'''

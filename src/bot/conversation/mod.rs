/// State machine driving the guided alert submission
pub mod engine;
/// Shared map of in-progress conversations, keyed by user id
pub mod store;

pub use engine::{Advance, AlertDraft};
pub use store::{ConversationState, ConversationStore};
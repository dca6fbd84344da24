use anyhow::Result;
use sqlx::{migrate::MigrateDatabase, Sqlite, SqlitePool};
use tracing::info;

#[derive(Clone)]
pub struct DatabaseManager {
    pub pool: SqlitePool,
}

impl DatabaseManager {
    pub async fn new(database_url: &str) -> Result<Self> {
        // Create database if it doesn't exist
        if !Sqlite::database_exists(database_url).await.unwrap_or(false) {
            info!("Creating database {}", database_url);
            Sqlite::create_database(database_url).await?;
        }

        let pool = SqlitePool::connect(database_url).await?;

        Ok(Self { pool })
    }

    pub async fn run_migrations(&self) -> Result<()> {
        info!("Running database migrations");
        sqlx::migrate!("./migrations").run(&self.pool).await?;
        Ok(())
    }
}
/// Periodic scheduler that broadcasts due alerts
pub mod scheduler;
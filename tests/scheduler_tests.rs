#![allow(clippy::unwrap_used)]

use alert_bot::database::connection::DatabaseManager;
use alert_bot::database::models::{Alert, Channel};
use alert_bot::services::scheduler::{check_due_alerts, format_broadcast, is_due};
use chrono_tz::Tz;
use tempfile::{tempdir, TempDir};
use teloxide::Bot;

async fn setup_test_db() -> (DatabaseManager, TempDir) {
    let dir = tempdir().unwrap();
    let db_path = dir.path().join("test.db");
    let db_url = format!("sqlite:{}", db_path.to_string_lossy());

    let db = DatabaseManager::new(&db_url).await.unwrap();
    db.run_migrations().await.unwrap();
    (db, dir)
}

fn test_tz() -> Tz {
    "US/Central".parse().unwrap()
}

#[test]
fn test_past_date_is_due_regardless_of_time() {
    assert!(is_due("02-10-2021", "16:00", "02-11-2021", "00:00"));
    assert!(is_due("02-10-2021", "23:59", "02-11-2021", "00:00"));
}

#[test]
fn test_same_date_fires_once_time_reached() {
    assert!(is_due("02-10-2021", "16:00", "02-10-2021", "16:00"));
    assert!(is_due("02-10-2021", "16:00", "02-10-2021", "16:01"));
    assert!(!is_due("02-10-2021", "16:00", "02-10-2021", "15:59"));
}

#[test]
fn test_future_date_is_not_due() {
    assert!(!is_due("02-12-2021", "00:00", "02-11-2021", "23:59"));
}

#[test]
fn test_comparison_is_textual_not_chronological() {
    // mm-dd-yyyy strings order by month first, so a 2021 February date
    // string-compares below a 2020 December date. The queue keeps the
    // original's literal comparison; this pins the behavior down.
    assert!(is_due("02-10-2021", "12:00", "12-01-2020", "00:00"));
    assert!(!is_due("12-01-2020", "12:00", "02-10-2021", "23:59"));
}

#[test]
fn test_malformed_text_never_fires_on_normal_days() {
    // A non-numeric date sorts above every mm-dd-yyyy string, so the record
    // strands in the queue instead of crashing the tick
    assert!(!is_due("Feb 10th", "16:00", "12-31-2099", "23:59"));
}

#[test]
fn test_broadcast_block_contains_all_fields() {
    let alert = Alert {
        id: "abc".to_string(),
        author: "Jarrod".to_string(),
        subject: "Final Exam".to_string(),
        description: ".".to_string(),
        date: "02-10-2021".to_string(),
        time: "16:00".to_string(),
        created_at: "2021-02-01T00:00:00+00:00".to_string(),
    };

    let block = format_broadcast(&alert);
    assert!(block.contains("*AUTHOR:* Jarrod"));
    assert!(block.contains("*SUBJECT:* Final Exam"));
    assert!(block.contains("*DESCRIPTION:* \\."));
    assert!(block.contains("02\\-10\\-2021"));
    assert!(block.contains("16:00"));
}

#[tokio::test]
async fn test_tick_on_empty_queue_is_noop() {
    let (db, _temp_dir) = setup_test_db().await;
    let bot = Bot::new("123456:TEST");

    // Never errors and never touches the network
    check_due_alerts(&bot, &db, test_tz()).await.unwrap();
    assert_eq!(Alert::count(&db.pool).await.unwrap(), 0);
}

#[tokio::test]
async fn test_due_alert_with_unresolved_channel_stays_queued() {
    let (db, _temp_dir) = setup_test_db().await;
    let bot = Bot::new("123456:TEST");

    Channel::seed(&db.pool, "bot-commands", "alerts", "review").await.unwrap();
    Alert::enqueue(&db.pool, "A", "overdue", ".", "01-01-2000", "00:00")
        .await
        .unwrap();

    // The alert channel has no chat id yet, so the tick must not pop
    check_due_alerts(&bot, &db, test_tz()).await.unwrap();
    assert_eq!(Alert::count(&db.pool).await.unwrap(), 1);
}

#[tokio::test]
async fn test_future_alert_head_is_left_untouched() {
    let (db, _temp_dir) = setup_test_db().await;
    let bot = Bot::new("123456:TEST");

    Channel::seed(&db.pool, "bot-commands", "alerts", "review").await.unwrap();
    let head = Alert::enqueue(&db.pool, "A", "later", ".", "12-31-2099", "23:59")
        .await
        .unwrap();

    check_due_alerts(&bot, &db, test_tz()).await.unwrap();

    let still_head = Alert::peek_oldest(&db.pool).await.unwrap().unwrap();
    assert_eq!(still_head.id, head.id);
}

'''
'''

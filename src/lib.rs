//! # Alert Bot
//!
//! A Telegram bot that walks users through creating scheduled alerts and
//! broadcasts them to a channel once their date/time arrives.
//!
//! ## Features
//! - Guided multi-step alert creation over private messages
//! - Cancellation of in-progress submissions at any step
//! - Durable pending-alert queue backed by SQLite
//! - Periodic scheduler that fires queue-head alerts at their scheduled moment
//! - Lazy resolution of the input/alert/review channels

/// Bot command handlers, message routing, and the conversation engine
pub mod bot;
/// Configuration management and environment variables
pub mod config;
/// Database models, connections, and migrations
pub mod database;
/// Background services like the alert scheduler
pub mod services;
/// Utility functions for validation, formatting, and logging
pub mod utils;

'''

INSTRUCTIONS FOR THE TASK →
Copy out every line from the data above in which the word "enqueue" occurs.

OUTPUT FOR THIS TASK →
    Alert::enqueue(&db.pool, "A", "overdue", ".", "01-01-2000", "00:00")
    let head = Alert::enqueue(&db.pool, "A", "later", ".", "12-31-2099", "23:59")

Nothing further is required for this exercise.